What is so special about Gretna Green?
Gretna Green is famous for the huge number of couples who eloped there to get married. After Hardwicke’s Marriage Act came into force in 1754, couples under the age of 21 needed parental consent to get married. As this law did not apply in Scotland, couples who wanted to wed without this consent fled to the border and were married before their parents could stop them. As the first village in Scotland on the main post road from London, Gretna Green became a popular destination for eloping couples.
You can read more about why people ran away to Gretna in my earlier post: Why did Regency lovers elope to Gretna Green?
The blacksmith's shop, Gretna Green (2015) |
Many of the runaway couples were married over the anvil in the blacksmith’s shop. The handfasting (1) ceremony was conducted by one of the self-appointed ‘anvil priests’ who would bring his hammer down on the anvil as he completed the marriage ceremony. It was a very lucrative business. The eloping couples were typically well off and in such a hurry to get married that the anvil priest could charge a substantial fee for obliging them. Once the ceremony had taken place, the marriage was legally binding.
The anvil priestsThe main marriage room in the blacksmith's shop, Gretna Green (2015) |
The most famous anvil priests during the Georgian period were:
Joseph Paisley (anvil priest 1754-1814)
Joseph Paisley was an ex-tobacconist and smuggler, renowned for his strength. He became a blacksmith, but quickly recognised that it was more lucrative to marry eloping couples and became one of the first blacksmith priests in 1754. Despite becoming immensely fat and addicted to drink, he continued to conduct marriage ceremonies until his death in 1814.

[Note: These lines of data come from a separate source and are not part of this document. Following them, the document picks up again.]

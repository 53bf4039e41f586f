//! The scan planner: turns one `(TMS, TDI, nbits)` request into MPSSE
//! opcodes and gathers the TDO bits the chip returns.
//!
//! A request is walked bit by bit while stepping the TAP state machine. The
//! walk is partitioned into maximal runs during which the TAP stays inside,
//! or outside, a Shift-DR/Shift-IR state:
//!
//! - a *non-shift run* only moves the state machine, so it is emitted as
//!   TMS-clocking opcodes that produce no response;
//! - a *shift run* clocks TDI in and TDO out. Its interior is emitted in
//!   byte mode for throughput, its unaligned edges in bit mode, and its
//!   final bit always as a TMS-read opcode, the one command that can leave
//!   the shift state and capture TDO on the same clock.

use xvc_protocol::TapState;

use crate::{
    bits,
    buffer::{CommandBuffer, ObserverKind},
    opcodes, MpsseError, MpsseIo,
};

/// TCK is derived from the 60 MHz core clock divided by two, then by the
/// programmable divisor.
pub const BASE_CLOCK_HZ: u32 = 30_000_000;
/// Fastest TCK the chip can produce (divisor 1).
pub const MAX_FREQUENCY_HZ: u32 = BASE_CLOCK_HZ;
/// Slowest TCK (divisor 0xFFFF), about 458 Hz.
pub const MIN_FREQUENCY_HZ: u32 = BASE_CLOCK_HZ / 0xFFFF + 1;

/// Response bytes the FT2232H can buffer in one round.
pub const CHIP_RX_CAPACITY: usize = 65_536;

/// One TMS opcode carries up to 7 bits, but the last position doubles as the
/// held value, so runs are packed 6 at a time.
const TMS_BITS_PER_COMMAND: usize = 6;

/// MPSSE shift engine for one adapter.
///
/// Owns the opcode buffer, the remembered TAP state and the level the TDI
/// pin was left at; the endpoint `T` is only touched during flushes.
#[derive(Debug)]
pub struct Mpsse<T> {
    io: T,
    buf: CommandBuffer,
    state: TapState,
    last_tdi: bool,
    chip_rx_cap: usize,
}

impl<T: MpsseIo> Mpsse<T> {
    /// Engine over an already configured endpoint.
    pub fn new(io: T) -> Mpsse<T> {
        Mpsse::with_chip_buffer(io, CHIP_RX_CAPACITY)
    }

    /// Engine with a non-default response-round limit. The test suites use
    /// this to prove chunking does not change results.
    pub fn with_chip_buffer(io: T, chip_rx_cap: usize) -> Mpsse<T> {
        Mpsse {
            io,
            buf: CommandBuffer::new(chip_rx_cap),
            state: TapState::TestLogicReset,
            last_tdi: false,
            chip_rx_cap,
        }
    }

    /// The TAP state after the last completed scan.
    pub fn tap_state(&self) -> TapState {
        self.state
    }

    pub fn io(&self) -> &T {
        &self.io
    }

    /// Programs the TCK divisor for the closest realizable frequency at or
    /// below `frequency_hz` and returns what was realized. Requests outside
    /// the chip's range are clamped into it.
    pub fn set_frequency(&mut self, frequency_hz: u32) -> Result<u32, MpsseError> {
        let hz = frequency_hz.clamp(1, MAX_FREQUENCY_HZ);
        let divisor = BASE_CLOCK_HZ.div_ceil(hz).clamp(1, 0xFFFF);
        let cmd = [
            opcodes::SET_TCK_DIVISOR,
            (divisor & 0xff) as u8,
            (divisor >> 8) as u8,
            opcodes::DISABLE_CLK_DIVIDE_BY_5,
        ];
        self.buf.append(&mut self.io, &mut [], &cmd)?;
        self.buf.flush(&mut self.io, &mut [])?;

        let realized = BASE_CLOCK_HZ / divisor;
        log::info!(
            "TCK: requested {} Hz, realized {} Hz (divisor {})",
            frequency_hz,
            realized,
            divisor
        );
        Ok(realized)
    }

    /// Applies a TCK period in nanoseconds and returns the realized period.
    /// A zero period asks for the fastest clock the chip supports.
    pub fn set_period_ns(&mut self, period_ns: u32) -> Result<u32, MpsseError> {
        let hz = if period_ns == 0 {
            MAX_FREQUENCY_HZ
        } else {
            (1_000_000_000 / period_ns).max(1)
        };
        let realized_hz = self.set_frequency(hz)?;
        Ok(1_000_000_000 / realized_hz)
    }

    /// Clocks `nbits` TMS/TDI pairs into the adapter, filling `tdo` with the
    /// bits read back at matching positions.
    ///
    /// On return the remembered TAP state equals the fold of the TMS bits
    /// over the previous state, and the TDI pin holds the vector's last bit.
    pub fn scan(
        &mut self,
        tms: &[u8],
        tdi: &[u8],
        tdo: &mut [u8],
        nbits: usize,
    ) -> Result<(), MpsseError> {
        if nbits == 0 {
            return Ok(());
        }
        let need = nbits.div_ceil(8);
        for len in [tms.len(), tdi.len(), tdo.len()] {
            if len < need {
                return Err(MpsseError::VectorLength { need, got: len });
            }
        }

        let mut state = self.state;
        let mut first_pending = 0;
        for i in 0..nbits {
            let next = state.step(bits::get(tms, i));
            let in_shift = state.is_shift();
            let entering = !in_shift && next.is_shift();
            let leaving = in_shift && !next.is_shift();
            if entering || leaving || i == nbits - 1 {
                let end = i + 1;
                if in_shift {
                    self.append_shift_run(tdi, tdo, first_pending, end, leaving)?;
                } else {
                    self.append_tms_run(tms, tdo, first_pending, end)?;
                }
                first_pending = end;
            }
            state = next;
        }

        self.buf.flush(&mut self.io, tdo)?;
        self.buf.reset_observers();

        log::trace!("scan of {} bits: {} -> {}", nbits, self.state, state);
        self.state = state;
        Ok(())
    }

    /// Emits a run of pure state movement as TMS-clock opcodes, holding TDI
    /// at its last driven level. No response bytes are produced, but `tdo`
    /// still rides along: a capacity flush here may fire observers queued by
    /// an earlier shift run of the same scan.
    fn append_tms_run(
        &mut self,
        tms: &[u8],
        tdo: &mut [u8],
        from: usize,
        to: usize,
    ) -> Result<(), MpsseError> {
        let mut cur = from;
        while cur < to {
            let take = (to - cur).min(TMS_BITS_PER_COMMAND);
            let mut packed = 0u8;
            for i in 0..take {
                if bits::get(tms, cur + i) {
                    packed |= 1 << i;
                }
            }
            let cmd = [
                opcodes::CLK_TMS_OUT,
                (take - 1) as u8,
                packed | (self.last_tdi as u8) << 7,
            ];
            self.buf.append(&mut self.io, tdo, &cmd)?;
            cur += take;
        }
        Ok(())
    }

    /// Emits a run spent inside Shift-DR/Shift-IR.
    ///
    /// Up to four pieces: leading bits up to the next byte boundary, inner
    /// whole bytes chunked at the chip's response capacity, trailing bits
    /// after the last whole byte, and always the final bit as a TMS-read
    /// opcode so TMS can rise on the same clock that samples TDO. `leaving`
    /// is that final TMS level.
    fn append_shift_run(
        &mut self,
        tdi: &[u8],
        tdo: &mut [u8],
        from: usize,
        to: usize,
        leaving: bool,
    ) -> Result<(), MpsseError> {
        let last = to - 1;
        let regular = last - from; // bits handled before the final one
        let to_boundary = 8 - from % 8;
        let leading = if to_boundary == 8 {
            0
        } else {
            to_boundary.min(regular)
        };
        let leading_only = leading == regular;
        let inner_start = from + leading;
        let inner_end = if leading_only { from } else { last - last % 8 };
        let trailing = if leading_only { 0 } else { last % 8 };
        let total_inner = inner_end.saturating_sub(inner_start) / 8;

        let mut cur = from;

        if leading > 0 {
            let cmd = [
                opcodes::CLK_BITS_OUT_NEG_IN_POS,
                (leading - 1) as u8,
                tdi[from / 8] >> (from % 8),
            ];
            self.buf.append_with_readback(
                &mut self.io,
                tdo,
                &cmd,
                1,
                ObserverKind::Bits {
                    dst_bit: from,
                    nbits: leading,
                },
            )?;
            cur += leading;
        }

        let mut inner_sent = 0;
        while cur < inner_end {
            let chunk = ((inner_end - cur) / 8).min(self.chip_rx_cap);
            let count = chunk - 1;
            let header = [
                opcodes::CLK_BYTES_OUT_NEG_IN_POS,
                (count & 0xff) as u8,
                (count >> 8) as u8,
            ];
            self.buf.append(&mut self.io, tdo, &header)?;

            let payload = &tdi[cur / 8..cur / 8 + chunk];
            let kind = if total_inner > chunk {
                ObserverKind::BulkBytes {
                    dst_byte: inner_start / 8,
                    total: total_inner,
                    copied: inner_sent,
                }
            } else {
                ObserverKind::Bytes { dst_byte: cur / 8 }
            };
            self.buf
                .append_with_readback(&mut self.io, tdo, payload, chunk, kind)?;
            inner_sent += chunk;
            cur += chunk * 8;
        }

        if trailing > 0 && cur < last {
            let cmd = [
                opcodes::CLK_BITS_OUT_NEG_IN_POS,
                (trailing - 1) as u8,
                tdi[inner_end / 8],
            ];
            self.buf.append_with_readback(
                &mut self.io,
                tdo,
                &cmd,
                1,
                ObserverKind::Bits {
                    dst_bit: inner_end,
                    nbits: trailing,
                },
            )?;
            cur += trailing;
        }

        debug_assert_eq!(cur, last);
        let tdi_bit = bits::get(tdi, last);
        let tms_bit = leaving as u8;
        let cmd = [
            opcodes::CLK_TMS_OUT_READ,
            0x00,
            (tdi_bit as u8) << 7 | tms_bit << 1 | tms_bit,
        ];
        self.buf.append_with_readback(
            &mut self.io,
            tdo,
            &cmd,
            1,
            ObserverKind::Bits {
                dst_bit: last,
                nbits: 1,
            },
        )?;
        self.last_tdi = tdi_bit;
        Ok(())
    }
}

David Lang (anvil priest 1792-1827)
David Lang was Paisley’s nephew. He was pressganged into the British Navy as a young man and then captured by the American pirate John Paul Jones and made part of his crew. He escaped from Jones’ ship when it was near the Solway coast, swimming to the shore near Gretna.
In 1792, he became a rival blacksmith priest and was known as Bishop Lang because of the clerical style of dress he adopted. Like his uncle, he had a reputation for drinking too much. He was the anvil priest responsible for marrying Ellen Turner to her abductor, Edward Gibbon Wakefield, in the notorious Shrigley abduction and gave evidence at the trial in 1827. He died the same year.
David Lang - picture from the blacksmith's museum, Gretna Green (2015) |
Simon Lang (anvil priest 1827-1872)
Simon Lang was David Lang’s son and took over from his father in 1827. When the number of marriages started decreasing, he supplemented his income from the wedding business with weaving and smuggling, but he continued as an anvil priest until his death in 1872.
Robert Elliot (anvil priest 1814-1840)
Robert Elliot was a farmer’s son who worked for a stagecoach company. In 1811, he married Paisley’s granddaughter, Ann Graham, in the parish church at Gretna Green. He became Paisley’s assistant in the marriage business and took over from him on his death in 1814.
In his memoirs, Elliot claimed to have performed between 4,000 and 8,000 marriage ceremonies before he retired from the business in 1840. However, some of the other facts in his memoirs were clearly wrong, so it is hard to know how accurate this figure is and impossible to confirm one way or the other as his registers, and those of Paisley, were destroyed in a fire.
The end of runaway marriages
Travelling chariot in the museum at the blacksmith's shop, Gretna Green (2015) |
The number of eloping couples dwindled and Gretna Green’s once thriving marriage industry petered away.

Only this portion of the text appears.